裁判で請求されると、その裁判手続きの間は時効の完成が猶予されます。

また、裁判が取り下げや却下された場合でも6ヶ月間は時効の完成が猶予されます。

そして、判決で権利が確定すると裁判手続きが終了した時点で時効が更新され、新たな時効期間がスタートします。


時効の完成猶予2 強制執行、担保権の実行

強制執行や担保権の実行があった場合、その手続きの間は時効の完成が猶予されます。また取り下げや却下された場合でも6ヶ月間は時効の完成が猶予されます。


時効の完成猶予3 仮差押え・仮処分

仮差押えとは、債権者が裁判手続きをする前などに、債務者の銀行口座や不動産などの財産を仮に差し押さえる手続です。

仮処分とは、債権者が金銭債権以外の権利を実現できなくなるおそれがある場合に、現状を維持するために行う手続きです

仮差押や仮処分があった場合、これらの手続が終了してから、6ヶ月まで時効の完成が猶予されます。


時効の完成猶予4 催告

時効の完成猶予4 催告

催告とは、裁判所を通さずに債権者から債務者に対し、文書などで支払いを求めることです

催告があったときから6か月経過するまでは時効の完成は猶予されます。催告で時効の完成が猶予されている間に再度催告しても、さらに6ヶ月時効の完成が猶予されることはありません。

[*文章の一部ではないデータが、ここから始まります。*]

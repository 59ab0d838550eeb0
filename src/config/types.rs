//! Configuration defaults and value checks.

// Default value functions for serde
pub(crate) fn default_platform_domain() -> String {
    "pantheonsite.io".to_string()
}
pub(crate) fn default_http_timeout_secs() -> u64 {
    30
}
pub(crate) fn default_channel_timeout_secs() -> u64 {
    120
}
pub(crate) fn default_terminus_command() -> String {
    "terminus".to_string()
}
pub(crate) fn default_readiness_schema() -> String {
    "pantheon".to_string()
}
pub(crate) fn default_readiness_tables() -> Vec<String> {
    vec!["watchdog".to_string(), "wp_users".to_string()]
}
pub(crate) fn default_true() -> bool {
    true
}

/// Whether `name` is safe to splice into the readiness query.
pub fn is_plain_identifier(name: &str) -> bool {
    !name.is_empty()
        && name
            .chars()
            .all(|c| c.is_ascii_alphanumeric() || c == '_' || c == '$')
}
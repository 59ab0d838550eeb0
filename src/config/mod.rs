//! Configuration for dibs.
//!
//! Two layers:
//! - [`Config`]: tool-wide settings from `config.yaml` (platform domain,
//!   timeouts, readiness sentinels). Unknown fields are ignored and every
//!   field has a default, so a missing file is the same as an empty one.
//! - [`DibsOptions`]: what one command invocation asks for.

mod model;
mod operations;
mod options;
pub mod types;


pub use model::Config;
pub use options::{DibsOptions, SiteEnv, Target};
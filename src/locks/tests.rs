//! Tests for the lock store.

use super::record::DIBS_FILE_NAME;
use super::store::AbsentReason;
use super::*;
use crate::channel::ChannelOutput;
use crate::error::DibsError;
use crate::test_support::{FakeRemote, MissingFilePolicy, endpoint, record_aged};

#[test]
fn record_url_is_cache_busted_public_path() {
    let url = endpoint().record_url("dev", 42);
    assert_eq!(
        url,
        "http://dev-acme.example.test/sites/default/files/__dibs.json?cb=42"
    );
}

#[test]
fn wordpress_sites_read_from_uploads() {
    let site = crate::catalog::SiteInfo {
        name: "blog".to_string(),
        framework: crate::catalog::Framework::WordPress,
    };
    let url = PublicEndpoint::new(&site, "pantheonsite.io").record_url("test", 7);
    assert_eq!(
        url,
        "http://test-blog.pantheonsite.io/wp-content/uploads/__dibs.json?cb=7"
    );
}

#[test]
fn reads_use_a_fresh_cache_buster() {
    let remote = FakeRemote::new();
    let store = LockStore::new(&remote, &remote, endpoint());

    for _ in 0..5 {
        store.read("dev");
    }
    let urls = remote.fetched_urls.borrow();
    assert!(urls.iter().all(|u| u.contains("?cb=")));
    let distinct: std::collections::HashSet<_> = urls.iter().collect();
    assert!(distinct.len() > 1, "cache buster should vary between reads");
}

#[test]
fn write_then_read_returns_record() {
    let remote = FakeRemote::new();
    let store = LockStore::new(&remote, &remote, endpoint());

    let record = LockRecord::new("alice", "dev", Some("regression run"));
    store.write("dev", &record).unwrap();

    assert_eq!(store.read("dev"), LockRead::Present(record));
}

#[test]
fn missing_record_reads_absent() {
    let remote = FakeRemote::new();
    let store = LockStore::new(&remote, &remote, endpoint());

    let read = store.read("dev");
    assert!(!read.is_locked());
    assert!(matches!(read, LockRead::Absent(AbsentReason::Unreachable(_))));
}

#[test]
fn unreachable_environment_reads_absent_even_with_record() {
    let remote = FakeRemote::new();
    remote.put_record("dev", &record_aged("bob", "dev", "mine", 60));
    remote.break_pull("dev");
    let store = LockStore::new(&remote, &remote, endpoint());

    // Fail-open: an unreadable record is indistinguishable from no record.
    assert!(!store.read("dev").is_locked());
}

#[test]
fn malformed_and_empty_bodies_read_absent() {
    let remote = FakeRemote::new();
    let store = LockStore::new(&remote, &remote, endpoint());

    remote.put_raw("dev", "<html>Not Found</html>");
    assert!(matches!(store.read("dev"), LockRead::Absent(AbsentReason::Malformed(_))));

    remote.put_raw("dev", "   ");
    assert!(matches!(store.read("dev"), LockRead::Absent(AbsentReason::Unreachable(_))));

    remote.put_raw("dev", r#"{"by":"bob","for":"dev"}"#);
    assert!(matches!(store.read("dev"), LockRead::Absent(AbsentReason::Malformed(_))));
}

#[test]
fn record_copied_from_another_environment_reads_absent() {
    let remote = FakeRemote::new();
    // `test` was cloned from `dev` and carries dev's record.
    remote.put_record("test", &record_aged("bob", "dev", "copied along", 60));
    let store = LockStore::new(&remote, &remote, endpoint());

    assert_eq!(
        store.read("test"),
        LockRead::Absent(AbsentReason::ForeignTarget("dev".to_string()))
    );
}

#[test]
fn write_uploads_from_staging_dir_and_cleans_it_up() {
    let remote = FakeRemote::new();
    let store = LockStore::new(&remote, &remote, endpoint());

    store
        .write("dev", &LockRecord::new("alice", "dev", None))
        .unwrap();

    let paths = remote.staging_paths.borrow();
    assert_eq!(paths.len(), 1);
    assert!(paths[0].ends_with(DIBS_FILE_NAME));
    assert!(!paths[0].exists());
    assert!(!paths[0].parent().unwrap().exists());
}

#[test]
fn failed_upload_is_transport_error_and_still_cleans_up() {
    let remote = FakeRemote::new();
    remote.break_push("dev");
    let store = LockStore::new(&remote, &remote, endpoint());

    let err = store
        .write("dev", &LockRecord::new("alice", "dev", None))
        .unwrap_err();
    match &err {
        DibsError::TransportError {
            env,
            last_output,
            ..
        } => {
            assert_eq!(env, "dev");
            assert_eq!(last_output, "Permission denied (publickey).");
        }
        other => panic!("expected TransportError, got {:?}", other),
    }
    assert!(err.to_string().contains("calling dibs on dev"));

    let paths = remote.staging_paths.borrow();
    assert!(!paths[0].parent().unwrap().exists());
    assert_eq!(remote.raw("dev"), None);
}

#[test]
fn delete_removes_record() {
    let remote = FakeRemote::new();
    remote.put_record("dev", &record_aged("bob", "dev", "x", 10));
    let store = LockStore::new(&remote, &remote, endpoint());

    store.delete("dev").unwrap();
    assert!(!store.read("dev").is_locked());
}

#[test]
fn delete_of_missing_record_follows_channel_policy() {
    let strict = FakeRemote::with_policy(MissingFilePolicy::Fail);
    let store = LockStore::new(&strict, &strict, endpoint());
    let err = store.delete("dev").unwrap_err();
    assert!(matches!(err, DibsError::TransportError { .. }));
    assert!(err.to_string().contains("No such file"));

    let lenient = FakeRemote::with_policy(MissingFilePolicy::Succeed);
    let store = LockStore::new(&lenient, &lenient, endpoint());
    assert!(store.delete("dev").is_ok());
}

#[test]
fn failed_delete_carries_last_output() {
    let remote = FakeRemote::new();
    remote.put_record("dev", &record_aged("bob", "dev", "x", 10));
    remote.break_push("dev");
    let store = LockStore::new(&remote, &remote, endpoint());

    let err = store.delete("dev").unwrap_err();
    assert_eq!(
        err.to_string(),
        "there was a problem releasing dibs on dev. Last message: Permission denied (publickey)."
    );
    assert!(remote.raw("dev").is_some());
}

#[test]
fn timed_out_push_is_transport_error() {
    struct SlowPush;
    impl crate::channel::PushChannel for SlowPush {
        fn upload(
            &self,
            _: &str,
            _: &std::path::Path,
            _: &str,
        ) -> crate::error::Result<ChannelOutput> {
            Ok(ChannelOutput::timeout("sftp> put"))
        }
        fn remove(&self, _: &str, _: &str) -> crate::error::Result<ChannelOutput> {
            Ok(ChannelOutput::timeout(""))
        }
        fn run_query(&self, _: &str, _: &str) -> crate::error::Result<ChannelOutput> {
            Ok(ChannelOutput::timeout(""))
        }
    }

    let remote = FakeRemote::new();
    let store = LockStore::new(&SlowPush, &remote, endpoint());

    let err = store
        .write("dev", &LockRecord::new("alice", "dev", None))
        .unwrap_err();
    assert!(err.to_string().contains("timed out"));
    let err = store.delete("dev").unwrap_err();
    assert!(err.to_string().contains("timed out"));
}

#[test]
fn connection_lookup_failure_is_transport_error() {
    struct NoConnection;
    impl crate::channel::PushChannel for NoConnection {
        fn upload(
            &self,
            _: &str,
            _: &std::path::Path,
            _: &str,
        ) -> crate::error::Result<ChannelOutput> {
            Err(DibsError::CatalogError("environment not found".to_string()))
        }
        fn remove(&self, _: &str, _: &str) -> crate::error::Result<ChannelOutput> {
            Err(DibsError::CatalogError("environment not found".to_string()))
        }
        fn run_query(&self, _: &str, _: &str) -> crate::error::Result<ChannelOutput> {
            Err(DibsError::CatalogError("environment not found".to_string()))
        }
    }

    let remote = FakeRemote::new();
    let store = LockStore::new(&NoConnection, &remote, endpoint());

    let err = store
        .write("dev", &LockRecord::new("alice", "dev", None))
        .unwrap_err();
    assert!(matches!(
        err,
        DibsError::TransportError { ref operation, .. } if operation == "calling dibs on"
    ));
    assert!(err.to_string().contains("environment not found"));

    let err = store.delete("dev").unwrap_err();
    assert!(matches!(
        err,
        DibsError::TransportError { ref operation, .. } if operation == "releasing dibs on"
    ));
}
//! Transport and serialization for dibs records.

use super::LockBackend;
use super::record::{DIBS_FILE_NAME, LockRecord, remote_record_path};
use crate::catalog::SiteInfo;
use crate::channel::{FetchOutcome, PullChannel, PushChannel};
use crate::error::{DibsError, Result};
use std::fmt;
use tracing::{debug, info};

/// Result of reading an environment's record.
#[derive(Debug, Clone, PartialEq, Eq)]
pub enum LockRead {
    /// A record that claims this environment.
    Present(LockRecord),
    /// No usable record. Treated as "no dibs" whatever the reason.
    Absent(AbsentReason),
}

impl LockRead {
    /// The record, if one claims the environment.
    pub fn record(&self) -> Option<&LockRecord> {
        match self {
            LockRead::Present(record) => Some(record),
            LockRead::Absent(_) => None,
        }
    }

    #[cfg(test)]
    pub fn is_locked(&self) -> bool {
        self.record().is_some()
    }
}

/// Why a read came back absent. Informational only.
#[derive(Debug, Clone, PartialEq, Eq)]
pub enum AbsentReason {
    /// The pull channel failed (timeout, connect error, non-200, empty body).
    Unreachable(String),
    /// The body was not a dibs record.
    Malformed(String),
    /// The record was written for another environment and copied here.
    ForeignTarget(String),
}

impl fmt::Display for AbsentReason {
    fn fmt(&self, f: &mut fmt::Formatter<'_>) -> fmt::Result {
        match self {
            AbsentReason::Unreachable(why) => write!(f, "unreachable: {}", why),
            AbsentReason::Malformed(why) => write!(f, "malformed record: {}", why),
            AbsentReason::ForeignTarget(target) => {
                write!(f, "record was written for '{}'", target)
            }
        }
    }
}

/// Where an environment's public files are served from.
#[derive(Debug, Clone, PartialEq, Eq)]
pub struct PublicEndpoint {
    /// Site machine name.
    pub site_name: String,
    /// Platform domain environments are served under (e.g. `pantheonsite.io`).
    pub domain: String,
    /// Slash-prefixed public files path for the site's framework.
    pub public_path: String,
}

impl PublicEndpoint {
    pub fn new(site: &SiteInfo, domain: &str) -> Self {
        Self {
            site_name: site.name.clone(),
            domain: domain.to_string(),
            public_path: site.framework.public_files_path().to_string(),
        }
    }

    /// URL of `env`'s record, with a cache-busting query parameter.
    pub fn record_url(&self, env: &str, cache_buster: u32) -> String {
        format!(
            "http://{}-{}.{}{}/{}?cb={}",
            env, self.site_name, self.domain, self.public_path, DIBS_FILE_NAME, cache_buster
        )
    }
}

/// Reads records over the pull channel; writes and deletes over the push
/// channel.
pub struct LockStore<'a, P: PushChannel + ?Sized, H: PullChannel + ?Sized> {
    push: &'a P,
    pull: &'a H,
    endpoint: PublicEndpoint,
}

impl<'a, P: PushChannel + ?Sized, H: PullChannel + ?Sized> LockStore<'a, P, H> {
    pub fn new(push: &'a P, pull: &'a H, endpoint: PublicEndpoint) -> Self {
        Self {
            push,
            pull,
            endpoint,
        }
    }
}

/// Interpret a fetched body as `env`'s record.
pub(crate) fn parse_fetched(env: &str, body: &str) -> LockRead {
    match LockRecord::from_json(body) {
        Ok(record) if record.is_for(env) => LockRead::Present(record),
        Ok(record) => LockRead::Absent(AbsentReason::ForeignTarget(record.target)),
        Err(e) => LockRead::Absent(AbsentReason::Malformed(e.to_string())),
    }
}

impl<P: PushChannel + ?Sized, H: PullChannel + ?Sized> LockBackend for LockStore<'_, P, H> {
    fn read(&self, env: &str) -> LockRead {
        let url = self.endpoint.record_url(env, rand::random::<u32>());
        let read = match self.pull.fetch(&url) {
            FetchOutcome::Body(body) => parse_fetched(env, &body),
            FetchOutcome::Unavailable(why) => LockRead::Absent(AbsentReason::Unreachable(why)),
        };
        if let LockRead::Absent(reason) = &read {
            debug!(env, %reason, "no dibs record");
        }
        read
    }

    fn write(&self, env: &str, record: &LockRecord) -> Result<()> {
        // Dropped (and removed) on every return path below.
        let staging = tempfile::Builder::new()
            .prefix("dibs-")
            .tempdir()
            .map_err(|e| {
                DibsError::claim_failed(
                    env,
                    format!("could not create local staging directory: {}", e),
                )
            })?;
        let local_path = staging.path().join(DIBS_FILE_NAME);

        let json = record.to_json().map_err(|e| {
            DibsError::claim_failed(env, format!("could not serialize dibs record: {}", e))
        })?;
        std::fs::write(&local_path, json).map_err(|e| {
            DibsError::claim_failed(env, format!("could not stage {}: {}", DIBS_FILE_NAME, e))
        })?;

        let output = self
            .push
            .upload(env, &local_path, &remote_record_path())
            .map_err(|e| DibsError::claim_failed(env, e.to_string()))?;
        if !output.succeeded() {
            return Err(DibsError::claim_failed(env, output.diagnostic()));
        }
        info!(env, owner = %record.owner, "dibs record uploaded");
        Ok(())
    }

    fn delete(&self, env: &str) -> Result<()> {
        let output = self
            .push
            .remove(env, &remote_record_path())
            .map_err(|e| DibsError::release_failed(env, e.to_string()))?;
        if !output.succeeded() {
            return Err(DibsError::release_failed(env, output.diagnostic()));
        }
        info!(env, "dibs record removed");
        Ok(())
    }
}
//! Implementation of the `dibs release` command.

use super::session::{SiteSession, with_site};
use crate::cli::SiteEnvArgs;
use crate::config::{Config, SiteEnv};
use crate::error::Result;

/// Execute the `dibs release` command.
pub fn cmd_release(config: &Config, args: SiteEnvArgs) -> Result<()> {
    let site_env = SiteEnv::parse(&args.site_env)?;
    let env = with_site(config, &site_env.site, |session| {
        release_env(session, &site_env.env)
    })?;

    println!("Released dibs on the {} environment.", env);
    Ok(())
}

/// Remove the dibs on `env`, whoever holds it.
pub(crate) fn release_env(session: &SiteSession<'_>, env: &str) -> Result<String> {
    session.require_env(env)?;
    session.coordinator().release(env)
}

債権者としては、時効が完成しないために、催告で時効の完成猶予がされている間に訴訟などの時効更新措置を取ることになります。


時効の完成猶予5 協議を行う旨の合意

債権者と債務者が、「協議を行いましょう」と書面で合意した場合には、次のいずれか早いタイミングまで時効は完成しません

・その合意があった時から1年を経過した時

・その合意において当事者が協議を行う期間(1年に満たないものに限る。)を定めたときは、その期間を経過した時

・当事者の一方から相手方に対して協議の続行を拒絶する旨の通知が書面でされたときは、その通知の時から6ヶ月を経過した時


時効の完成猶予6 未成年者または成年被後見人

時効期間が満了する前6か月以内の間に未成年者または成年被後見人に親や後見人などの法定代理人がいない場合、未成年者や成年被後見人が行為能力者になったとき、または法定代理人が就いたときから6ヶ月を経過するまでは時効は完成しません。


時効の完成猶予7 夫婦間の権利

夫婦の一方が配偶者に対し有する権利については、婚姻解消から6か月経過するまで時効は完成しません

夫婦間で裁判などの時効を更新させる手続きをとるのは事実上難しいからです。


時効の完成猶予8 相続財産

相続財産については、相続人が確定した時、相続財産管理人が選任された時又は破産手続開始の決定があった時から6箇月を経過するまでの間は、時効は完成しないとされています。


時効の完成猶予9 天災

消滅時効期間が満了するときに、天災などで時効の更新ができない場合は、障害が消滅した日から3か月経過するまで時効は完成しないとされています。


猶予期間が終わった時点から時効期間が再開

時効の完成猶予は、時効の更新とは異なり、あくまで時効の成立を一時的に猶予するものです。

猶予期間が過ぎると、時効の進行が再開します。

10年で時効が成立する権利があった場合、9年たった時点で時効の完成が猶予がされると、その猶予期間が終わった時点からあと1年で時効が完成します。

なので、時効の完成猶予にあたることがあったとしても時効を債務の時効を主張できないと思ってあきらめないでください。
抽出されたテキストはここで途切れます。